If a staff member needs mental health support, you can connect them to your employee assistance program if you have one, or suggest other resources for wellbeing and mental health.
Remember, not all staff will feel comfortable asking for help. This is why it's a good idea to talk about mental wellbeing openly in the workplace, and provide all staff with access to some kind of support service, even if you're unsure they need it.
Offer flexible working arrangements
Juggling work and personal responsibilities can be stressful. You can negotiate flexible working arrangements with employees to allow them to fit work around other commitments and achieve better work–life balance
Make sure staff understand the leave they are entitled to and the flexibility you can offer them. Be responsive if a staff member requests leave, flexibility or changes to their role.

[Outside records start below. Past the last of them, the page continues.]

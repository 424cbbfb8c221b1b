//! Low-stock notification sinks.
//!
//! Signals are delivered after commit and fire-and-forget: a sink failure is
//! logged and never unwinds or fails the operation that produced it.

use std::sync::Arc;

use chrono::Utc;
use thiserror::Error;
use tokio::sync::broadcast;
use tracing::{error, warn};

use stockyard_inventory::{Balance, Item, LowStockSignal, Warehouse};

#[derive(Debug, Error, Clone, PartialEq, Eq)]
pub enum NotifyError {
    #[error("notification sink unavailable: {0}")]
    Unavailable(String),
}

/// Receives low-stock signals for out-of-band delivery.
///
/// Implementations must not block; hand slow work off to a queue.
pub trait LowStockSink: Send + Sync {
    fn notify(&self, signal: &LowStockSignal) -> Result<(), NotifyError>;
}

impl<S> LowStockSink for Arc<S>
where
    S: LowStockSink + ?Sized,
{
    fn notify(&self, signal: &LowStockSignal) -> Result<(), NotifyError> {
        (**self).notify(signal)
    }
}

/// Writes each signal to the log at `warn`.
#[derive(Debug, Default, Clone, Copy)]
pub struct TracingLowStockSink;

impl LowStockSink for TracingLowStockSink {
    fn notify(&self, signal: &LowStockSignal) -> Result<(), NotifyError> {
        warn!(
            item_id = %signal.item.id,
            sku = %signal.item.sku,
            item_name = %signal.item.name,
            warehouse_id = %signal.warehouse.id,
            warehouse_name = %signal.warehouse.name,
            current_quantity = signal.balance.quantity,
            minimum_stock_level = signal.item.minimum_stock_level,
            shortage = signal.shortage(),
            "low stock detected"
        );
        Ok(())
    }
}

/// Fans signals out to live subscribers (the alert stream).
///
/// Having no subscribers is not an error; the signal is simply dropped.
#[derive(Debug, Clone)]
pub struct BroadcastLowStockSink {
    sender: broadcast::Sender<LowStockSignal>,
}

impl BroadcastLowStockSink {
    pub fn new(capacity: usize) -> Self {
        let (sender, _) = broadcast::channel(capacity.max(1));
        Self { sender }
    }

    pub fn subscribe(&self) -> broadcast::Receiver<LowStockSignal> {
        self.sender.subscribe()
    }
}

impl LowStockSink for BroadcastLowStockSink {
    fn notify(&self, signal: &LowStockSignal) -> Result<(), NotifyError> {
        // `send` only fails when nobody is listening.
        let _ = self.sender.send(signal.clone());
        Ok(())
    }
}

/// Delivers to every inner sink, even when an earlier one fails.
#[derive(Clone, Default)]
pub struct FanoutLowStockSink {
    sinks: Vec<Arc<dyn LowStockSink>>,
}

impl FanoutLowStockSink {
    pub fn new() -> Self {
        Self::default()
    }

    pub fn with(mut self, sink: Arc<dyn LowStockSink>) -> Self {
        self.sinks.push(sink);
        self
    }
}

impl LowStockSink for FanoutLowStockSink {
    fn notify(&self, signal: &LowStockSignal) -> Result<(), NotifyError> {
        let mut first_error = None;
        for sink in &self.sinks {
            if let Err(err) = sink.notify(signal) {
                first_error.get_or_insert(err);
            }
        }
        first_error.map_or(Ok(()), Err)
    }
}

/// Keeps every signal in memory. For tests and local inspection.
#[derive(Debug, Default)]
pub struct RecordingLowStockSink {
    signals: std::sync::Mutex<Vec<LowStockSignal>>,
}

impl RecordingLowStockSink {
    pub fn new() -> Self {
        Self::default()
    }

    pub fn signals(&self) -> Vec<LowStockSignal> {
        self.signals.lock().map(|s| s.clone()).unwrap_or_default()
    }
}

impl LowStockSink for RecordingLowStockSink {
    fn notify(&self, signal: &LowStockSignal) -> Result<(), NotifyError> {
        self.signals
            .lock()
            .map_err(|_| NotifyError::Unavailable("recording sink poisoned".to_string()))?
            .push(signal.clone());
        Ok(())
    }
}

/// Applies the shared low-stock predicate to freshly committed balances and
/// hands any signals to the sink.
#[derive(Clone)]
pub struct LowStockMonitor {
    sink: Arc<dyn LowStockSink>,
}

impl LowStockMonitor {
    pub fn new(sink: Arc<dyn LowStockSink>) -> Self {
        Self { sink }
    }

    /// Evaluate one committed balance. Returns the signal if one fired.
    pub fn check(&self, balance: &Balance, item: &Item, warehouse: &Warehouse) -> Option<LowStockSignal> {
        let signal = LowStockSignal::evaluate(balance, item, warehouse, Utc::now())?;
        if let Err(err) = self.sink.notify(&signal) {
            error!(
                item_id = %item.id,
                warehouse_id = %warehouse.id,
                error = %err,
                "failed to deliver low-stock notification"
            );
        }
        Some(signal)
    }
}

#[cfg(test)]
pub(crate) mod tests {
    use super::*;
    use stockyard_inventory::{ItemDraft, WarehouseDraft};

    /// Always fails; proves delivery errors stay contained.
    pub(crate) struct FailingSink;

    impl LowStockSink for FailingSink {
        fn notify(&self, _signal: &LowStockSignal) -> Result<(), NotifyError> {
            Err(NotifyError::Unavailable("mail relay down".to_string()))
        }
    }

    fn fixtures(quantity: i64) -> (Balance, Item, Warehouse) {
        let now = Utc::now();
        let item = Item::create(
            ItemDraft {
                sku: "CBL-2M".to_string(),
                name: "Cable 2m".to_string(),
                description: None,
                category: None,
                brand: None,
                unit_of_measure: "pcs".to_string(),
                minimum_stock_level: 10,
                maximum_stock_level: None,
                is_active: None,
            },
            now,
        )
        .unwrap();
        let warehouse = Warehouse::create(
            WarehouseDraft {
                name: "North".to_string(),
                location: None,
                address: None,
                contact_person: None,
                phone: None,
                email: None,
                is_active: None,
            },
            now,
        )
        .unwrap();
        let mut balance = Balance::empty(item.id, warehouse.id, now);
        balance.quantity = quantity;
        (balance, item, warehouse)
    }

    #[test]
    fn monitor_fires_only_below_minimum() {
        let sink = Arc::new(RecordingLowStockSink::new());
        let monitor = LowStockMonitor::new(sink.clone());

        let (at_min, item, wh) = fixtures(10);
        assert!(monitor.check(&at_min, &item, &wh).is_none());

        let (below, item, wh) = fixtures(9);
        let signal = monitor.check(&below, &item, &wh).unwrap();
        assert_eq!(signal.shortage(), 1);
        assert_eq!(sink.signals().len(), 1);
    }

    #[test]
    fn sink_failure_is_contained() {
        let monitor = LowStockMonitor::new(Arc::new(FailingSink));
        let (below, item, wh) = fixtures(0);
        assert!(monitor.check(&below, &item, &wh).is_some());
    }

    #[test]
    fn fanout_reaches_every_sink_despite_failures() {
        let recorder = Arc::new(RecordingLowStockSink::new());
        let fanout = FanoutLowStockSink::new()
            .with(Arc::new(FailingSink))
            .with(recorder.clone());
        let (below, item, wh) = fixtures(3);
        let signal = LowStockSignal::evaluate(&below, &item, &wh, Utc::now()).unwrap();

        assert!(fanout.notify(&signal).is_err());
        assert_eq!(recorder.signals().len(), 1);
    }

    #[tokio::test]
    async fn broadcast_reaches_subscribers() {
        let sink = BroadcastLowStockSink::new(8);
        let (below, item, wh) = fixtures(1);
        let signal = LowStockSignal::evaluate(&below, &item, &wh, Utc::now()).unwrap();

        sink.notify(&signal).unwrap();

        let mut rx = sink.subscribe();
        sink.notify(&signal).unwrap();
        assert_eq!(rx.recv().await.unwrap(), signal);
    }
}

Talk about mental health in the workplace
Be open to talking about mental health and wellbeing in the workplace. You can do this by speaking to your employees regularly (one-on-one, if possible) and being responsive if they raise issues with you.
Identify potential stressors your employees may face and think about how to reduce them.
Common stressors at work can include:
- not understanding the role
- not feeling valued
- a workload that is too high
- not having the training or resources required to do the job
Healthy workplace resources
There are resources and programs available to help small business owners create a mentally healthy workplace.
WorkWell Toolkit for Small Business
WorkSafe Victoria’s WorkWell Toolkit for Small Business is a free online tool to help businesses promote mental health and prevent mental injury in the workplace. Work through the Toolkit step-by-step to access tools and information tailored to your business size and industry type.
Programs that support small businesses to make workplace wellbeing plans
Healthy Workplaces Achievement Program
The Healthy Workplaces Achievement Program is a free, evidence-based health and wellbeing program with tools and templates that will help you create a workplace that promotes health and healthy behaviours.
Ahead for Business
Ahead for Business provides information to help small business owners create a mentally healthy business, with specific tools to create your own action plan.
Thriving workplace information and guides
A thriving workplace is one where business owners promote positive mental health practices in the workplace, in addition to managing risks to mental health and wellbeing and supporting employees with mental health concerns.
The Victorian Chamber of Commerce and Industry is a not-for-profit business organisation providing information, programs and support for members and non-members. They run training sessions on mental health and wellbeing for managers and business owners.